John Calvin took a similar view with regard to the emotive subject of ‘predestination’, see chapter 21 of the Institutes of the Christian Religion.


Arthur Wainwright, The Trinity in the New Testament, SPCK, pg. 3.


We do not disagree with Wayne Grudem’s comments at page 637 per se (Systematic Theology), i.e., that the Old Testament does frequently speak of people who had the Holy Spirit in them or who were filled with the Holy Spirit, e.g., Joshua, Num. 27. 18, but these are fairly exceptional cases, and, in our view, the interpretation of John chapter 14 verse 17 as suggested above is a legitimate option.


The term ‘homoousian’ (ὁμοούσιοv) was initially used in the Nicene Creed to express the view that Jesus was equally God.
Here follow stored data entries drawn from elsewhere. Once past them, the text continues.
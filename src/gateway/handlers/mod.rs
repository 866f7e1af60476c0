//! HTTP handlers, one file per resource

mod health;
mod meals;
mod settlements;
mod tokens;
mod wallet;

pub use health::*;
pub use meals::*;
pub use settlements::*;
pub use tokens::*;
pub use wallet::*;

use axum::http::StatusCode;

use super::identity::Caller;
use super::response::ApiError;
use super::state::AppState;
use crate::core_types::VendorId;
use crate::directory::{Role, Vendor};

/// Admins see every vendor; a vendor user only the vendors they operate.
pub(crate) async fn ensure_vendor_access(
    state: &AppState,
    caller: &Caller,
    vendor_id: VendorId,
) -> Result<Option<Vendor>, ApiError> {
    match caller.role {
        Role::Admin => Ok(None),
        Role::Vendor => {
            let vendor = state.store.get_vendor(vendor_id).await?.ok_or_else(|| {
                ApiError::new(StatusCode::NOT_FOUND, "VENDOR_NOT_FOUND", "Vendor not found")
            })?;
            if !vendor.is_operated_by(caller.user_id) {
                tracing::warn!(caller = %caller.user_id, vendor_id = %vendor_id, "Vendor access denied");
                return Err(ApiError::forbidden("caller does not operate this vendor"));
            }
            Ok(Some(vendor))
        }
        Role::Student => Err(ApiError::forbidden("vendor endpoint")),
    }
}
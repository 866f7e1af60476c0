//! Time source injected into every component that stamps or ages records.
//!
//! Token freshness, registry expiry and settlement windows all compare
//! against "now", so tests drive a [`ManualClock`] instead of sleeping.

use chrono::{DateTime, Duration, TimeZone, Utc};
use std::sync::atomic::{AtomicI64, Ordering};

pub trait Clock: Send + Sync {
    fn now(&self) -> DateTime<Utc>;

    /// Milliseconds since the Unix epoch
    fn now_ms(&self) -> i64 {
        self.now().timestamp_millis()
    }
}

/// Wall clock
#[derive(Debug, Default, Clone, Copy)]
pub struct SystemClock;

impl Clock for SystemClock {
    fn now(&self) -> DateTime<Utc> {
        Utc::now()
    }
}

/// Clock that only moves when told to.
#[derive(Debug)]
pub struct ManualClock {
    millis: AtomicI64,
}

impl ManualClock {
    pub fn new(start: DateTime<Utc>) -> Self {
        Self {
            millis: AtomicI64::new(start.timestamp_millis()),
        }
    }

    /// Start at a fixed, readable instant (2025-01-15 12:00:00 UTC)
    pub fn at_default() -> Self {
        Self::new(
            Utc.with_ymd_and_hms(2025, 1, 15, 12, 0, 0)
                .single()
                .unwrap_or_default(),
        )
    }

    pub fn advance(&self, by: Duration) {
        self.millis
            .fetch_add(by.num_milliseconds(), Ordering::SeqCst);
    }

    pub fn set(&self, to: DateTime<Utc>) {
        self.millis.store(to.timestamp_millis(), Ordering::SeqCst);
    }
}

impl Clock for ManualClock {
    fn now(&self) -> DateTime<Utc> {
        let ms = self.millis.load(Ordering::SeqCst);
        DateTime::from_timestamp_millis(ms).unwrap_or_default()
    }
}
//! PostgreSQL storage backend
//!
//! Wallet rows are locked with `SELECT ... FOR UPDATE`; tokens are consumed
//! with a compare-and-set `UPDATE ... WHERE used = FALSE`. Both hold the row
//! lock until the surrounding transaction ends.

use async_trait::async_trait;
use chrono::{DateTime, Utc};
use rust_decimal::Decimal;
use sqlx::postgres::PgRow;
use sqlx::{PgPool, Postgres, Row, Transaction};
use uuid::Uuid;

use super::{Page, Storage, StoreError, UnitOfWork};
use crate::core_types::{MenuItemId, SettlementId, UserId, VendorId, WalletId};
use crate::directory::{MenuItem, Role, UserAccount, Vendor, VendorType};
use crate::meal::types::{MEAL_STATUS_COMPLETED, MealTransaction};
use crate::settlement::types::{SettlementStatus, SettlementSummary, VendorSettlement};
use crate::token::types::{Purpose, TokenRecord};
use crate::wallet::models::{
    Direction, ENTRY_STATUS_COMPLETED, LedgerEntry, LedgerTotals, MessFeeRecord, RefKind, Wallet,
};

/// Postgres SQLSTATE for unique_violation
const UNIQUE_VIOLATION: &str = "23505";

const WALLET_COLUMNS: &str = "id, user_id, balance, currency, created_at, updated_at";

const ENTRY_COLUMNS: &str = "id, wallet_id, direction, amount, balance_before, balance_after, \
     ref_kind, ref_id, description, metadata, created_at";

const TOKEN_COLUMNS: &str = "code_hash, subject_id, vendor_id, purpose, issued_at, expires_at, \
     used, used_at, used_by, transaction_id, metadata";

const MEAL_COLUMNS: &str = "id, student_id, wallet_id, vendor_id, menu_item_id, amount, \
     meal_type, item_name, token_hash, ledger_entry_id, metadata, created_at, processed_at";

const SETTLEMENT_COLUMNS: &str = "id, vendor_id, period_start, period_end, transaction_count, \
     total_amount, commission_rate, commission_amount, net_amount, status, payment_reference, \
     paid_at, paid_by, created_at";

fn is_unique_violation(e: &sqlx::Error) -> bool {
    matches!(e, sqlx::Error::Database(db) if db.code().as_deref() == Some(UNIQUE_VIOLATION))
}

fn parse_col<T: std::str::FromStr<Err = String>>(row: &PgRow, col: &str) -> Result<T, StoreError> {
    let raw: String = row.try_get(col)?;
    raw.parse::<T>().map_err(StoreError::Corrupt)
}

fn row_to_wallet(row: &PgRow) -> Result<Wallet, StoreError> {
    Ok(Wallet {
        id: row.try_get("id")?,
        user_id: row.try_get("user_id")?,
        balance: row.try_get("balance")?,
        currency: row.try_get("currency")?,
        created_at: row.try_get("created_at")?,
        updated_at: row.try_get("updated_at")?,
    })
}

fn row_to_entry(row: &PgRow) -> Result<LedgerEntry, StoreError> {
    Ok(LedgerEntry {
        id: row.try_get("id")?,
        wallet_id: row.try_get("wallet_id")?,
        direction: parse_col::<Direction>(row, "direction")?,
        amount: row.try_get("amount")?,
        balance_before: row.try_get("balance_before")?,
        balance_after: row.try_get("balance_after")?,
        ref_kind: parse_col::<RefKind>(row, "ref_kind")?,
        ref_id: row.try_get("ref_id")?,
        description: row.try_get("description")?,
        status: ENTRY_STATUS_COMPLETED,
        metadata: row.try_get("metadata")?,
        created_at: row.try_get("created_at")?,
    })
}

fn row_to_token(row: &PgRow) -> Result<TokenRecord, StoreError> {
    Ok(TokenRecord {
        code_hash: row.try_get("code_hash")?,
        subject_id: row.try_get("subject_id")?,
        vendor_id: row.try_get("vendor_id")?,
        purpose: parse_col::<Purpose>(row, "purpose")?,
        issued_at: row.try_get("issued_at")?,
        expires_at: row.try_get("expires_at")?,
        used: row.try_get("used")?,
        used_at: row.try_get("used_at")?,
        used_by: row.try_get("used_by")?,
        transaction_id: row.try_get("transaction_id")?,
        metadata: row.try_get("metadata")?,
    })
}

fn row_to_meal(row: &PgRow) -> Result<MealTransaction, StoreError> {
    Ok(MealTransaction {
        id: row.try_get("id")?,
        student_id: row.try_get("student_id")?,
        wallet_id: row.try_get("wallet_id")?,
        vendor_id: row.try_get("vendor_id")?,
        menu_item_id: row.try_get("menu_item_id")?,
        amount: row.try_get("amount")?,
        meal_type: row.try_get("meal_type")?,
        item_name: row.try_get("item_name")?,
        token_hash: row.try_get("token_hash")?,
        ledger_entry_id: row.try_get("ledger_entry_id")?,
        status: MEAL_STATUS_COMPLETED,
        metadata: row.try_get("metadata")?,
        created_at: row.try_get("created_at")?,
        processed_at: row.try_get("processed_at")?,
    })
}

fn row_to_settlement(row: &PgRow) -> Result<VendorSettlement, StoreError> {
    Ok(VendorSettlement {
        id: row.try_get("id")?,
        summary: SettlementSummary {
            vendor_id: row.try_get("vendor_id")?,
            period_start: row.try_get("period_start")?,
            period_end: row.try_get("period_end")?,
            transaction_count: row.try_get("transaction_count")?,
            total_amount: row.try_get("total_amount")?,
            commission_rate: row.try_get("commission_rate")?,
            commission_amount: row.try_get("commission_amount")?,
            net_amount: row.try_get("net_amount")?,
        },
        status: parse_col::<SettlementStatus>(row, "status")?,
        payment_reference: row.try_get("payment_reference")?,
        paid_at: row.try_get("paid_at")?,
        paid_by: row.try_get("paid_by")?,
        created_at: row.try_get("created_at")?,
    })
}

/// [`Storage`] over a shared `PgPool`
#[derive(Clone)]
pub struct PgStore {
    pool: PgPool,
}

impl PgStore {
    pub fn new(pool: PgPool) -> Self {
        Self { pool }
    }

    pub fn pool(&self) -> &PgPool {
        &self.pool
    }
}
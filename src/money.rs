//! Money Conversion Module
//!
//! Unified conversion between client-facing strings and the internal
//! `Decimal` representation. All conversions at the API boundary MUST go
//! through this module.
//!
//! ## Design Principles
//! 1. Fixed-point only: balances are `rust_decimal::Decimal`, never `f64`
//! 2. Explicit Error Handling: no silent truncation or rounding
//! 3. Positive amounts: every money-moving call takes a strictly positive value
//!
//! ## Usage
//! ```rust
//! use mealpay::money::{parse_amount, format_amount};
//!
//! let amount = parse_amount("120.50").unwrap();
//! assert_eq!(format_amount(amount), "120.50");
//! ```

use rust_decimal::prelude::*;
use thiserror::Error;

/// Fractional digits carried by the wallet currency (paise for INR).
pub const CURRENCY_DECIMALS: u32 = 2;

/// Integer digits a stored amount or balance may carry (NUMERIC(14, 2)).
pub const MAX_INTEGER_DIGITS: u32 = 12;

/// Largest amount or balance the ledger stores: 999,999,999,999.99
pub const MAX_AMOUNT: Decimal = Decimal::from_parts(276_447_231, 23_283, 0, false, 2);

// ============================================================================
// Error Types
// ============================================================================

/// Money conversion errors
#[derive(Debug, Error, Clone, PartialEq, Eq)]
pub enum MoneyError {
    #[error("Precision overflow: provided {provided} decimals, max allowed {max}")]
    PrecisionOverflow { provided: u32, max: u32 },

    #[error("Amount must be positive")]
    InvalidAmount,

    #[error("Amount exceeds {max_digits} integer digits")]
    AmountTooLarge { max_digits: u32 },

    #[error("Invalid format: {0}")]
    InvalidFormat(String),
}

// ============================================================================
// Parse: Client → Internal (String → Decimal)
// ============================================================================

/// Convert a client amount string to a validated `Decimal`.
///
/// # Errors
/// * `InvalidFormat` - empty, `.5`, `5.`, scientific notation, sign prefix
/// * `PrecisionOverflow` - more than [`CURRENCY_DECIMALS`] fractional digits
/// * `InvalidAmount` - zero
/// * `AmountTooLarge` - more than [`MAX_INTEGER_DIGITS`] integer digits
pub fn parse_amount(amount_str: &str) -> Result<Decimal, MoneyError> {
    let amount_str = amount_str.trim();
    if amount_str.is_empty() {
        return Err(MoneyError::InvalidFormat("empty string".into()));
    }

    if amount_str.starts_with('-') || amount_str.starts_with('+') {
        return Err(MoneyError::InvalidAmount);
    }

    if amount_str.contains(['e', 'E']) {
        return Err(MoneyError::InvalidFormat(
            "scientific notation not allowed".into(),
        ));
    }

    let parts: Vec<&str> = amount_str.split('.').collect();
    match parts.len() {
        1 => {}
        2 => {
            // Strict check: require both sides of the dot
            if parts[0].is_empty() {
                return Err(MoneyError::InvalidFormat(
                    "missing leading zero (e.g., use 0.5 instead of .5)".into(),
                ));
            }
            if parts[1].is_empty() {
                return Err(MoneyError::InvalidFormat(
                    "missing fractional part (e.g., use 5.0 instead of 5.)".into(),
                ));
            }
            if parts[1].len() > CURRENCY_DECIMALS as usize {
                return Err(MoneyError::PrecisionOverflow {
                    provided: parts[1].len() as u32,
                    max: CURRENCY_DECIMALS,
                });
            }
        }
        _ => return Err(MoneyError::InvalidFormat("multiple decimal points".into())),
    }

    let integer_digits = parts[0].trim_start_matches('0').len();
    if integer_digits > MAX_INTEGER_DIGITS as usize {
        return Err(MoneyError::AmountTooLarge {
            max_digits: MAX_INTEGER_DIGITS,
        });
    }

    if !amount_str.chars().all(|c| c.is_ascii_digit() || c == '.') {
        return Err(MoneyError::InvalidFormat(format!(
            "invalid character in amount: {}",
            amount_str
        )));
    }

    let decimal = Decimal::from_str(amount_str)
        .map_err(|e| MoneyError::InvalidFormat(e.to_string()))?;

    ensure_positive(decimal)
}

/// Validate an already-typed `Decimal` amount.
///
/// Used by internal callers that never went through a string.
pub fn ensure_positive(amount: Decimal) -> Result<Decimal, MoneyError> {
    if amount.is_sign_negative() || amount.is_zero() {
        return Err(MoneyError::InvalidAmount);
    }
    if amount.normalize().scale() > CURRENCY_DECIMALS {
        return Err(MoneyError::PrecisionOverflow {
            provided: amount.normalize().scale(),
            max: CURRENCY_DECIMALS,
        });
    }
    if amount > MAX_AMOUNT {
        return Err(MoneyError::AmountTooLarge {
            max_digits: MAX_INTEGER_DIGITS,
        });
    }
    Ok(amount)
}

// ============================================================================
// Format: Internal → Client (Decimal → String)
// ============================================================================

/// Render an amount with exactly [`CURRENCY_DECIMALS`] fractional digits.
pub fn format_amount(value: Decimal) -> String {
    let mut v = value;
    v.rescale(CURRENCY_DECIMALS);
    v.to_string()
}
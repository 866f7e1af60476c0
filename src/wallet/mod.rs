//! Per-user prepaid wallets and their append-only ledger

pub mod error;
pub mod ledger;
pub mod models;

pub use error::LedgerError;
pub use ledger::{DEFAULT_CURRENCY, WalletLedger};
pub use models::{
    Direction, EntryDraft, LedgerEntry, LedgerTotals, MessFeeRecord, RefKind, Wallet,
    WalletSummary,
};
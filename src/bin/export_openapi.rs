//! Export OpenAPI specification to JSON file
//!
//! Usage:
//!   cargo run --bin export_openapi > openapi.json
//!   cargo run --bin export_openapi -- --output docs/openapi.json

use anyhow::Context;
use mealpay::gateway::openapi::ApiDoc;
use utoipa::OpenApi;

fn main() -> anyhow::Result<()> {
    let spec = ApiDoc::openapi();

    let args: Vec<String> = std::env::args().collect();
    let output_path = if args.len() > 2 && args[1] == "--output" {
        Some(args[2].as_str())
    } else {
        None
    };

    let json = spec
        .to_pretty_json()
        .context("Failed to serialize OpenAPI spec")?;

    match output_path {
        Some(path) => {
            std::fs::write(path, &json).with_context(|| format!("Failed to write {}", path))?;
            eprintln!("OpenAPI spec exported to: {}", path);
        }
        None => println!("{}", json),
    }
    Ok(())
}
//! Meal redemption and histories

use std::sync::Arc;

use axum::extract::{Path, Query, State};
use chrono::{DateTime, Utc};
use serde::Deserialize;
use utoipa::{IntoParams, ToSchema};
use uuid::Uuid;
use validator::Validate;

use super::super::identity::Caller;
use super::super::response::{ApiError, ApiResult, ok};
use super::super::state::AppState;
use super::super::types::{PageQuery, StrictAmount, ValidatedJson};
use super::ensure_vendor_access;
use crate::directory::Role;
use crate::meal::{Identity, MealTransaction, RedeemRequest};

/// Exactly one identity path:
/// - `subject_token`: a vendor scanned the student's code
/// - `counter_token` (+ `student_id` for admins): a student scanned the vendor's code
/// - `student_id` alone: admin direct charge
#[derive(Debug, Deserialize, Validate, ToSchema)]
pub struct RedeemBody {
    #[validate(length(min = 1, max = 2048))]
    pub subject_token: Option<String>,
    #[validate(length(min = 1, max = 2048))]
    pub counter_token: Option<String>,
    pub student_id: Option<Uuid>,
    pub vendor_id: Uuid,
    pub menu_item_id: Uuid,
    /// Overrides the menu price
    #[schema(value_type = Option<String>, example = "120.00")]
    pub amount: Option<StrictAmount>,
}

#[derive(Debug, Deserialize, IntoParams)]
pub struct HistoryQuery {
    /// Admin only; students read their own history
    pub student_id: Option<Uuid>,
}

#[derive(Debug, Deserialize, IntoParams)]
pub struct WindowQuery {
    pub start: Option<DateTime<Utc>>,
    pub end: Option<DateTime<Utc>>,
}

/// Redeem one meal
///
/// POST /api/v1/meals/redeem
///
/// Debit, meal record and token consumption commit together or not at all.
#[utoipa::path(
    post,
    path = "/api/v1/meals/redeem",
    request_body = RedeemBody,
    responses(
        (status = 200, description = "Meal recorded", body = MealTransaction),
        (status = 400, description = "Invalid token, purpose, amount or vendor binding"),
        (status = 403, description = "Caller may not redeem on this path"),
        (status = 404, description = "Vendor, item, student or token not found"),
        (status = 409, description = "Token already used"),
        (status = 422, description = "Insufficient funds or inactive party")
    ),
    security(("caller_id" = []), ("caller_role" = [])),
    tag = "Meals"
)]
pub async fn redeem_meal(
    State(state): State<Arc<AppState>>,
    caller: Caller,
    ValidatedJson(body): ValidatedJson<RedeemBody>,
) -> ApiResult<MealTransaction> {
    // A student scanning a counter code pays for themselves
    let student_id = match (caller.role, &body.counter_token) {
        (Role::Student, Some(_)) => Some(caller.subject(body.student_id)?),
        _ => body.student_id,
    };

    let request = RedeemRequest::from_parts(
        body.subject_token,
        body.counter_token,
        student_id,
        caller.is_admin(),
        body.vendor_id,
        body.menu_item_id,
        body.amount.map(StrictAmount::inner),
    )?;

    match &request.identity {
        Identity::SubjectToken { .. } => {
            ensure_vendor_access(&state, &caller, request.vendor_id).await?;
        }
        Identity::CounterToken { student_id, .. } => {
            caller.require(&[Role::Student, Role::Admin])?;
            caller.subject(Some(*student_id))?;
        }
        Identity::Direct { .. } => {
            caller.require(&[Role::Admin])?;
        }
    }

    ok(state.meals.redeem(request, caller.user_id).await?)
}

/// A student's completed meals, newest first
///
/// GET /api/v1/meals/history
#[utoipa::path(
    get,
    path = "/api/v1/meals/history",
    params(HistoryQuery, PageQuery),
    responses((status = 200, description = "Meals", body = Vec<MealTransaction>)),
    security(("caller_id" = []), ("caller_role" = [])),
    tag = "Meals"
)]
pub async fn meal_history(
    State(state): State<Arc<AppState>>,
    caller: Caller,
    Query(q): Query<HistoryQuery>,
    Query(page): Query<PageQuery>,
) -> ApiResult<Vec<MealTransaction>> {
    let student_id = caller.subject(q.student_id)?;
    ok(state.meals.student_history(student_id, page.page()?).await?)
}

/// Completed meals at one vendor within optional bounds
///
/// GET /api/v1/vendors/{vendor_id}/transactions
#[utoipa::path(
    get,
    path = "/api/v1/vendors/{vendor_id}/transactions",
    params(("vendor_id" = Uuid, Path), WindowQuery, PageQuery),
    responses(
        (status = 200, description = "Meals", body = Vec<MealTransaction>),
        (status = 403, description = "Caller does not operate the vendor")
    ),
    security(("caller_id" = []), ("caller_role" = [])),
    tag = "Meals"
)]
pub async fn vendor_transactions(
    State(state): State<Arc<AppState>>,
    caller: Caller,
    Path(vendor_id): Path<Uuid>,
    Query(window): Query<WindowQuery>,
    Query(page): Query<PageQuery>,
) -> ApiResult<Vec<MealTransaction>> {
    ensure_vendor_access(&state, &caller, vendor_id).await?;
    if let (Some(start), Some(end)) = (window.start, window.end)
        && start > end
    {
        return ApiError::bad_request("start must not be after end").into_err();
    }
    let meals = state
        .meals
        .vendor_transactions(vendor_id, window.start, window.end, page.page()?)
        .await?;
    ok(meals)
}
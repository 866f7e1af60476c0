//! Persistence seam
//!
//! Reads go straight through [`Storage`]. Every money-moving write runs inside
//! a [`UnitOfWork`]: a transaction that holds exclusive locks on the wallet and
//! token rows it touches and is rolled back when dropped without `commit`.

pub mod memory;
pub mod postgres;
pub mod schema;

use async_trait::async_trait;
use chrono::{DateTime, Utc};
use rust_decimal::Decimal;
use thiserror::Error;
use uuid::Uuid;

use crate::core_types::{MenuItemId, SettlementId, UserId, VendorId, WalletId};
use crate::directory::{MenuItem, UserAccount, Vendor};
use crate::meal::types::MealTransaction;
use crate::settlement::types::VendorSettlement;
use crate::token::types::TokenRecord;
use crate::wallet::models::{LedgerEntry, LedgerTotals, MessFeeRecord, Wallet};

pub use memory::MemoryStore;
pub use postgres::PgStore;

/// Infrastructure failures. Business rejections live in the subsystem errors.
#[derive(Error, Debug)]
pub enum StoreError {
    #[error("Database error: {0}")]
    Database(#[from] sqlx::Error),

    #[error("Storage unavailable: {0}")]
    Unavailable(String),

    #[error("Corrupt row: {0}")]
    Corrupt(String),
}

impl StoreError {
    pub fn code(&self) -> &'static str {
        match self {
            StoreError::Database(_) => "DATABASE_ERROR",
            StoreError::Unavailable(_) => "SERVICE_UNAVAILABLE",
            StoreError::Corrupt(_) => "SYSTEM_ERROR",
        }
    }

    pub fn http_status(&self) -> u16 {
        match self {
            StoreError::Unavailable(_) => 503,
            StoreError::Database(_) | StoreError::Corrupt(_) => 500,
        }
    }
}

/// Page window for list queries
#[derive(Debug, Clone, Copy, PartialEq, Eq)]
pub struct Page {
    pub limit: i64,
    pub offset: i64,
}

impl Page {
    pub const MAX_LIMIT: i64 = 200;

    /// Clamp caller input into a sane window
    pub fn new(limit: i64, offset: i64) -> Self {
        Self {
            limit: limit.clamp(1, Self::MAX_LIMIT),
            offset: offset.max(0),
        }
    }
}

impl Default for Page {
    fn default() -> Self {
        Self {
            limit: 50,
            offset: 0,
        }
    }
}

/// Storage backend shared by every component.
#[async_trait]
pub trait Storage: Send + Sync {
    /// Open a unit of work
    async fn begin(&self) -> Result<Box<dyn UnitOfWork>, StoreError>;

    async fn health_check(&self) -> Result<(), StoreError>;

    // === Directory (read-only) ===
    async fn get_user(&self, id: UserId) -> Result<Option<UserAccount>, StoreError>;
    async fn get_vendor(&self, id: VendorId) -> Result<Option<Vendor>, StoreError>;
    async fn get_menu_item(&self, id: MenuItemId) -> Result<Option<MenuItem>, StoreError>;

    // === Wallets ===
    async fn find_wallet(&self, user_id: UserId) -> Result<Option<Wallet>, StoreError>;

    /// Insert `wallet` unless one already exists for its user; returns the
    /// surviving row either way.
    async fn insert_wallet_if_absent(&self, wallet: &Wallet) -> Result<Wallet, StoreError>;

    /// Entries for one wallet, newest first
    async fn list_entries(
        &self,
        wallet_id: WalletId,
        page: Page,
    ) -> Result<Vec<LedgerEntry>, StoreError>;

    async fn ledger_totals(
        &self,
        wallet_id: WalletId,
        since: DateTime<Utc>,
    ) -> Result<LedgerTotals, StoreError>;

    // === Tokens ===
    async fn insert_token(&self, record: &TokenRecord) -> Result<(), StoreError>;
    async fn find_token(&self, code_hash: &str) -> Result<Option<TokenRecord>, StoreError>;

    // === Meals ===
    async fn list_student_meals(
        &self,
        student_id: UserId,
        page: Page,
    ) -> Result<Vec<MealTransaction>, StoreError>;

    async fn list_vendor_meals(
        &self,
        vendor_id: VendorId,
        start: Option<DateTime<Utc>>,
        end: Option<DateTime<Utc>>,
        page: Page,
    ) -> Result<Vec<MealTransaction>, StoreError>;

    /// `(count, sum(amount))` of completed meals in `[start, end]`
    async fn meal_totals(
        &self,
        vendor_id: VendorId,
        start: DateTime<Utc>,
        end: DateTime<Utc>,
    ) -> Result<(i64, Decimal), StoreError>;

    // === Settlements ===

    /// Returns false when the (vendor, start, end) tuple already exists
    async fn insert_settlement(&self, settlement: &VendorSettlement) -> Result<bool, StoreError>;

    async fn find_settlement(
        &self,
        id: SettlementId,
    ) -> Result<Option<VendorSettlement>, StoreError>;

    /// CAS pending -> paid. Returns false if the row was not pending.
    async fn mark_settlement_paid(
        &self,
        id: SettlementId,
        reference: &str,
        approver: UserId,
        at: DateTime<Utc>,
    ) -> Result<bool, StoreError>;

    /// Newest period first
    async fn list_settlements(
        &self,
        vendor_id: VendorId,
        page: Page,
    ) -> Result<Vec<VendorSettlement>, StoreError>;
}

/// One atomic scope. Dropping without [`UnitOfWork::commit`] rolls back.
#[async_trait]
pub trait UnitOfWork: Send {
    /// Lock the user's wallet row until the unit ends.
    async fn lock_wallet(&mut self, user_id: UserId) -> Result<Option<Wallet>, StoreError>;

    async fn update_balance(
        &mut self,
        wallet_id: WalletId,
        balance: Decimal,
        at: DateTime<Utc>,
    ) -> Result<(), StoreError>;

    async fn append_entry(&mut self, entry: &LedgerEntry) -> Result<(), StoreError>;

    async fn insert_meal(&mut self, meal: &MealTransaction) -> Result<(), StoreError>;

    /// Mark the token used only if it is currently unused.
    ///
    /// Blocks on a concurrent unit holding the same token; returns false if
    /// the token was already consumed (or does not exist).
    async fn mark_token_used(
        &mut self,
        code_hash: &str,
        used_by: UserId,
        transaction_id: Uuid,
        at: DateTime<Utc>,
    ) -> Result<bool, StoreError>;

    /// Returns false if a fee for (student, academic year) already exists.
    async fn insert_mess_fee(&mut self, record: &MessFeeRecord) -> Result<bool, StoreError>;

    async fn commit(self: Box<Self>) -> Result<(), StoreError>;
}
It helps to explain the unique relationship between the Father and the Son, and then later it was also applied to the Holy Spirit. Essentially, it confirmed that all three persons are consubstantial and co-eternal.


The A-Z of Patristic Theology, SCM Press, pp. 151-152.


Charles Cranfield, Romans, The International Critical Commentary, T&T Clark, pg. 64/n. 2.


Note also Hebrews chapter 9 verse 14.


See , Rom. 15. 18-19; Gal. 3. 5, e.g., Acts 14. 3; 15. 12. In 2 Corinthians chapter 12 verse 12, Paul indicates that these ‘signs, and wonders and mighty deeds’ confirmed his apostolic credentials. The expression ‘signs and wonders’ has textual echoes of similar expressions found in the Old Testament, which relate directly to the exercise of God of His divine power, e.g., Exod. 7. 3; Deut. 34. 11; Neh. 9. 10.


Grant Osborne, Romans, The IVP New Testament Commentary Series, pg. 390, my underlining.